======== EXERCISE DATA

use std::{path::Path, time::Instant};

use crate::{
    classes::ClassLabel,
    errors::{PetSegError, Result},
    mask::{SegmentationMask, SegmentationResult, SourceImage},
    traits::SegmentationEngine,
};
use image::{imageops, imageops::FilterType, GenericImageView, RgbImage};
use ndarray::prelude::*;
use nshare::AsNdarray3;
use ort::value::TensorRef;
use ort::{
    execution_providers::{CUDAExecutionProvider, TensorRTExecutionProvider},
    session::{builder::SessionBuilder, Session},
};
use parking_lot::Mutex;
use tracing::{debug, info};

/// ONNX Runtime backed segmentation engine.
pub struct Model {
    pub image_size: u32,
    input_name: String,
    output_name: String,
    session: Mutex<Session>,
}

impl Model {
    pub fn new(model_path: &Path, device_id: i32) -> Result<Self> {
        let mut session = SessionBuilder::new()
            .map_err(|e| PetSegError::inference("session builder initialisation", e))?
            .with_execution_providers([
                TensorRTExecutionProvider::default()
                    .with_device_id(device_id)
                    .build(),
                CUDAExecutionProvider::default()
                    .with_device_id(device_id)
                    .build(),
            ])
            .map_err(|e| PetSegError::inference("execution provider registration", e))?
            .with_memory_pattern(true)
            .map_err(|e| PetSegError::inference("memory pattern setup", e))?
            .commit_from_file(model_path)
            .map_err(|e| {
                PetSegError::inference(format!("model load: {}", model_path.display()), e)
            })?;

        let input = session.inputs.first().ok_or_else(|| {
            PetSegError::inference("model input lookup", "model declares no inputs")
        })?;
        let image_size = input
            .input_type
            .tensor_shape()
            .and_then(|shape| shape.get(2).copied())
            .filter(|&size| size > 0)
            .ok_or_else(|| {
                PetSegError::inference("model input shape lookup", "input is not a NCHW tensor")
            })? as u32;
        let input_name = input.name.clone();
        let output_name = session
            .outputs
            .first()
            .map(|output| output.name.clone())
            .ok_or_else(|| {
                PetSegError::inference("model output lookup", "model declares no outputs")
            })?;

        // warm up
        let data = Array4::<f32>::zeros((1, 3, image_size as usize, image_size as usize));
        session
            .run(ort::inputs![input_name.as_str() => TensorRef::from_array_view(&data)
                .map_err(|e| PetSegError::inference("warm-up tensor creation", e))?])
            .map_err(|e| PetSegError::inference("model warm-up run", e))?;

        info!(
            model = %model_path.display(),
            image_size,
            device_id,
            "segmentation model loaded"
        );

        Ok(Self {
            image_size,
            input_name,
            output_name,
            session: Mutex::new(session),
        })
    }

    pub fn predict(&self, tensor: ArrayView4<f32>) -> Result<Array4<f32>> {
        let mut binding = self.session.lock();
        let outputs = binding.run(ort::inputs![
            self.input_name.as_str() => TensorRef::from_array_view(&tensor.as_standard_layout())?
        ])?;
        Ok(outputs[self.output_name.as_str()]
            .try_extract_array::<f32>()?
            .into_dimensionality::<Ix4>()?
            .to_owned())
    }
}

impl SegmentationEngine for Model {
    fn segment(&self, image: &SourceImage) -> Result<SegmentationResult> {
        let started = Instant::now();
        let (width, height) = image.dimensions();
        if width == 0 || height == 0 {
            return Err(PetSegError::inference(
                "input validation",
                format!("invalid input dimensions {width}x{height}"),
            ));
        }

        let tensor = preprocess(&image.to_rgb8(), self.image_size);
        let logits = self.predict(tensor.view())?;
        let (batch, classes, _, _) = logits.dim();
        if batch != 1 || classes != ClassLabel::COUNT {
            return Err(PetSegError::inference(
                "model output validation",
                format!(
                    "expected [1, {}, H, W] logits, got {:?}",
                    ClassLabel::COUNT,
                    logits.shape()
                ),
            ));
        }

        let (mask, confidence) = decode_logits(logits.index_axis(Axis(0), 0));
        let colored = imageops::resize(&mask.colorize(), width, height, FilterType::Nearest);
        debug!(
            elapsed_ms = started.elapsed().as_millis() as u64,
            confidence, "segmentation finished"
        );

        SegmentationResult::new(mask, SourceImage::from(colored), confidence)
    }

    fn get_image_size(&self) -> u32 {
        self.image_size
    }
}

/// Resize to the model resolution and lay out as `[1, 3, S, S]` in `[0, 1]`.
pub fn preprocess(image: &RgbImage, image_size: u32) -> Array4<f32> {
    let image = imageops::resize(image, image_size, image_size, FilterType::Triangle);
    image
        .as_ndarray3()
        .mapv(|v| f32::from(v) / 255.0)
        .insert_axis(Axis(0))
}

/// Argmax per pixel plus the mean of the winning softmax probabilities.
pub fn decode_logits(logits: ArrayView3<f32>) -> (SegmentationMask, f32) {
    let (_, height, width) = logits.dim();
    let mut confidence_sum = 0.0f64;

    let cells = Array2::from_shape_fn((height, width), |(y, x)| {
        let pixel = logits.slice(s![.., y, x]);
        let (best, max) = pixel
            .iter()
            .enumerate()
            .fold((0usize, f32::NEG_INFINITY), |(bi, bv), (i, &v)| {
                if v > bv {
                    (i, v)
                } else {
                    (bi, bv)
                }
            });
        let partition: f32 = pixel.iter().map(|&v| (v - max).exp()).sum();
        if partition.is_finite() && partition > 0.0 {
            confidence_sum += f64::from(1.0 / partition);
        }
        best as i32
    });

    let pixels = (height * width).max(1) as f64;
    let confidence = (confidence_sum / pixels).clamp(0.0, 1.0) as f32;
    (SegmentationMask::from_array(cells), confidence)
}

================

**INSTRUCTIONS FOR THE TASK:** Check each line of the data for "declares". Copy the lines where it turns up.

**SOLUTION TO THIS PROBLEM:**
            PetSegError::inference("model input lookup", "model declares no inputs")
                PetSegError::inference("model output lookup", "model declares no outputs")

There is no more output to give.